### Exercise requirements
Scan the entries below. Report each line where the string "error" occurs.

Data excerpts
::::::
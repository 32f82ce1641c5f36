//! Staleness-aware caches for registry and capability data.
//!
//! Reads are always served, stale or not: availability beats strict
//! freshness, and staleness only makes a cache eligible for forced refresh.
//! Mutations are atomic with respect to readers — `replace_all` builds the
//! new maps outside the lock and swaps them in, `apply_delta` is a targeted
//! single-entry change under the write lock. A `remove` event stamps the
//! record instead of deleting it, so the last-known state survives for
//! audit.

use hearthmind_bridge::{Availability, ZigbeeCapabilityRecord};
use hearthmind_core::envelope::CacheEnvelope;
use hearthmind_hub::registry::{RegistryAction, RegistryEvent, RegistryScope};
use hearthmind_hub::{Area, Device, Entity, RegistrySnapshot};
use chrono::Utc;
use std::collections::HashMap;
use std::time::Duration;
use tokio::sync::RwLock;
use tracing::{debug, warn};

/// The four lookup maps plus the record stores they are derived from. All
/// built from one snapshot generation.
#[derive(Debug, Clone, Default, PartialEq)]
pub struct RegistryMaps {
    /// Device metadata by hub device id.
    pub devices: HashMap<String, Device>,
    /// Entity records by hub entity id.
    pub entities: HashMap<String, Entity>,
    /// Area records by area id.
    pub areas: HashMap<String, Area>,
    /// entity id -> owning device id.
    pub entity_device: HashMap<String, String>,
    /// device id -> area id.
    pub device_area: HashMap<String, String>,
    /// entity id -> area id, the entity's own assignment or its device's.
    pub entity_area: HashMap<String, String>,
}

impl RegistryMaps {
    /// Derive the lookup maps from a snapshot.
    ///
    /// An entity whose `device_id` does not resolve within the same snapshot
    /// generation is dropped with a warning, never fatal.
    pub fn build(snapshot: RegistrySnapshot) -> Self {
        let mut maps = Self::default();

        for device in snapshot.devices {
            if let Some(area_id) = &device.area_id {
                maps.device_area.insert(device.id.clone(), area_id.clone());
            }
            maps.devices.insert(device.id.clone(), device);
        }

        for area in snapshot.areas {
            maps.areas.insert(area.id.clone(), area);
        }

        for entity in snapshot.entities {
            if let Some(device_id) = &entity.device_id {
                if !maps.devices.contains_key(device_id) {
                    warn!(
                        entity_id = %entity.id,
                        device_id = %device_id,
                        "entity references a device missing from this snapshot, dropped"
                    );
                    continue;
                }
                maps.entity_device
                    .insert(entity.id.clone(), device_id.clone());
            }
            if let Some(area_id) = resolve_entity_area(&entity, &maps.device_area) {
                maps.entity_area.insert(entity.id.clone(), area_id);
            }
            maps.entities.insert(entity.id.clone(), entity);
        }

        maps
    }
}

/// An entity's area: its own assignment wins, otherwise its device's.
fn resolve_entity_area(entity: &Entity, device_area: &HashMap<String, String>) -> Option<String> {
    entity.area_id.clone().or_else(|| {
        entity
            .device_id
            .as_ref()
            .and_then(|device_id| device_area.get(device_id))
            .cloned()
    })
}

/// TTL-tagged cache over the hub registries.
pub struct RegistryCache {
    ttl: Duration,
    inner: RwLock<CacheEnvelope<RegistryMaps>>,
}

impl RegistryCache {
    /// Create an empty cache with the given freshness window.
    pub fn new(ttl: Duration) -> Self {
        Self {
            ttl,
            inner: RwLock::new(CacheEnvelope::default()),
        }
    }

    /// Atomically swap in a full snapshot and reset the capture timestamp.
    /// The maps are built outside the lock; readers see pre- or post-state,
    /// never a half-updated cache.
    pub async fn replace_all(&self, snapshot: RegistrySnapshot) {
        let maps = RegistryMaps::build(snapshot);
        self.inner.write().await.replace(maps);
    }

    /// Targeted single-entry update from a registry event. With a payload
    /// the change is applied in place; without one the affected collection
    /// is flagged for the next refresh, keeping last-known data.
    pub async fn apply_delta(&self, event: &RegistryEvent) {
        let mut envelope = self.inner.write().await;

        match (event.scope, event.action) {
            (RegistryScope::Device, RegistryAction::Remove) => {
                let maps = envelope.get_mut();
                maps.device_area.remove(&event.id);
                match maps.devices.get_mut(&event.id) {
                    Some(device) => device.removed_at = Some(Utc::now()),
                    None => debug!(id = %event.id, "remove event for unknown device"),
                }
            }
            (RegistryScope::Entity, RegistryAction::Remove) => {
                let maps = envelope.get_mut();
                maps.entity_device.remove(&event.id);
                maps.entity_area.remove(&event.id);
                match maps.entities.get_mut(&event.id) {
                    Some(entity) => entity.removed_at = Some(Utc::now()),
                    None => debug!(id = %event.id, "remove event for unknown entity"),
                }
            }
            (RegistryScope::Device, _) => match event.payload.as_ref() {
                Some(payload) => match serde_json::from_value::<Device>(payload.clone()) {
                    Ok(device) => upsert_device(envelope.get_mut(), device),
                    Err(err) => {
                        warn!(id = %event.id, error = %err, "unparseable device payload, flagging refresh");
                        envelope.mark_dirty();
                    }
                },
                None => {
                    debug!(id = %event.id, "device event without payload, flagging refresh");
                    envelope.mark_dirty();
                }
            },
            (RegistryScope::Entity, _) => match event.payload.as_ref() {
                Some(payload) => match serde_json::from_value::<Entity>(payload.clone()) {
                    Ok(entity) => upsert_entity(envelope.get_mut(), entity),
                    Err(err) => {
                        warn!(id = %event.id, error = %err, "unparseable entity payload, flagging refresh");
                        envelope.mark_dirty();
                    }
                },
                None => {
                    debug!(id = %event.id, "entity event without payload, flagging refresh");
                    envelope.mark_dirty();
                }
            },
        }
    }

    /// Device metadata lookup.
    pub async fn device(&self, device_id: &str) -> Option<Device> {
        self.inner.read().await.get().devices.get(device_id).cloned()
    }

    /// Entity record lookup.
    pub async fn entity(&self, entity_id: &str) -> Option<Entity> {
        self.inner.read().await.get().entities.get(entity_id).cloned()
    }

    /// Area record lookup.
    pub async fn area(&self, area_id: &str) -> Option<Area> {
        self.inner.read().await.get().areas.get(area_id).cloned()
    }

    /// Owning device of an entity.
    pub async fn device_of(&self, entity_id: &str) -> Option<String> {
        self.inner.read().await.get().entity_device.get(entity_id).cloned()
    }

    /// Area of a device.
    pub async fn area_of_device(&self, device_id: &str) -> Option<String> {
        self.inner.read().await.get().device_area.get(device_id).cloned()
    }

    /// Area of an entity, own or inherited.
    pub async fn area_of_entity(&self, entity_id: &str) -> Option<String> {
        self.inner.read().await.get().entity_area.get(entity_id).cloned()
    }

    /// All device records, removed ones included.
    pub async fn devices(&self) -> Vec<Device> {
        self.inner.read().await.get().devices.values().cloned().collect()
    }

    /// All entity records, removed ones included.
    pub async fn entities(&self) -> Vec<Entity> {
        self.inner.read().await.get().entities.values().cloned().collect()
    }

    /// All areas.
    pub async fn areas(&self) -> Vec<Area> {
        self.inner.read().await.get().areas.values().cloned().collect()
    }

    /// Clone of the full map state, for diagnostics and tests.
    pub async fn maps(&self) -> RegistryMaps {
        self.inner.read().await.get().clone()
    }

    /// Whether the cache is past its freshness window.
    pub async fn is_stale(&self) -> bool {
        self.inner.read().await.is_stale(self.ttl)
    }

    /// Whether an event arrived that could not be applied in place.
    pub async fn is_dirty(&self) -> bool {
        self.inner.read().await.is_dirty()
    }

    /// Age of the current snapshot generation.
    pub async fn age(&self) -> Duration {
        self.inner.read().await.age()
    }
}

fn upsert_device(maps: &mut RegistryMaps, device: Device) {
    match &device.area_id {
        Some(area_id) => {
            maps.device_area.insert(device.id.clone(), area_id.clone());
        }
        None => {
            maps.device_area.remove(&device.id);
        }
    }

    // Entities inheriting their area from this device follow the change.
    for (entity_id, device_id) in &maps.entity_device {
        if device_id != &device.id {
            continue;
        }
        let own_area = maps
            .entities
            .get(entity_id)
            .and_then(|entity| entity.area_id.as_ref());
        if own_area.is_some() {
            continue;
        }
        match &device.area_id {
            Some(area_id) => {
                maps.entity_area.insert(entity_id.clone(), area_id.clone());
            }
            None => {
                maps.entity_area.remove(entity_id);
            }
        }
    }

    maps.devices.insert(device.id.clone(), device);
}

fn upsert_entity(maps: &mut RegistryMaps, entity: Entity) {
    if let Some(device_id) = &entity.device_id {
        if !maps.devices.contains_key(device_id) {
            warn!(
                entity_id = %entity.id,
                device_id = %device_id,
                "entity event references an unknown device, dropped"
            );
            return;
        }
        maps.entity_device
            .insert(entity.id.clone(), device_id.clone());
    } else {
        maps.entity_device.remove(&entity.id);
    }

    match resolve_entity_area(&entity, &maps.device_area) {
        Some(area_id) => {
            maps.entity_area.insert(entity.id.clone(), area_id);
        }
        None => {
            maps.entity_area.remove(&entity.id);
        }
    }

    maps.entities.insert(entity.id.clone(), entity);
}

/// TTL-tagged cache over the bridge's capability records, keyed by hardware
/// address.
pub struct CapabilityCache {
    ttl: Duration,
    inner: RwLock<CacheEnvelope<HashMap<String, ZigbeeCapabilityRecord>>>,
}

impl CapabilityCache {
    /// Create an empty cache with the given freshness window.
    pub fn new(ttl: Duration) -> Self {
        Self {
            ttl,
            inner: RwLock::new(CacheEnvelope::default()),
        }
    }

    /// Replace the records wholesale: retained bridge dumps are authoritative.
    pub async fn replace_all(&self, records: Vec<ZigbeeCapabilityRecord>) {
        let map: HashMap<String, ZigbeeCapabilityRecord> = records
            .into_iter()
            .map(|record| (record.ieee_address.clone(), record))
            .collect();
        self.inner.write().await.replace(map);
    }

    /// Upsert one record from an incremental response-topic refresh.
    pub async fn update(&self, record: ZigbeeCapabilityRecord) {
        self.inner
            .write()
            .await
            .get_mut()
            .insert(record.ieee_address.clone(), record);
    }

    /// Track an availability change for a radio, by friendly name.
    pub async fn set_availability(&self, friendly_name: &str, availability: Availability) {
        let mut envelope = self.inner.write().await;
        let record = envelope
            .get_mut()
            .values_mut()
            .find(|record| record.friendly_name.as_deref() == Some(friendly_name));
        match record {
            Some(record) => record.availability = Some(availability),
            None => debug!(friendly_name, "availability for unknown radio"),
        }
    }

    /// Record lookup by hardware address, regardless of staleness.
    pub async fn get(&self, ieee_address: &str) -> Option<ZigbeeCapabilityRecord> {
        self.inner.read().await.get().get(ieee_address).cloned()
    }

    /// All capability records.
    pub async fn all(&self) -> Vec<ZigbeeCapabilityRecord> {
        self.inner.read().await.get().values().cloned().collect()
    }

    /// Number of cached records.
    pub async fn len(&self) -> usize {
        self.inner.read().await.get().len()
    }

    /// Whether no records are cached.
    pub async fn is_empty(&self) -> bool {
        self.inner.read().await.get().is_empty()
    }

    /// Whether the cache is past its freshness window.
    pub async fn is_stale(&self) -> bool {
        self.inner.read().await.is_stale(self.ttl)
    }

    /// Age of the current record set.
    pub async fn age(&self) -> Duration {
        self.inner.read().await.age()
    }
}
::::::
### Written solution
                        warn!(id = %event.id, error = %err, "unparseable device payload, flagging refresh");
                        warn!(id = %event.id, error = %err, "unparseable entity payload, flagging refresh");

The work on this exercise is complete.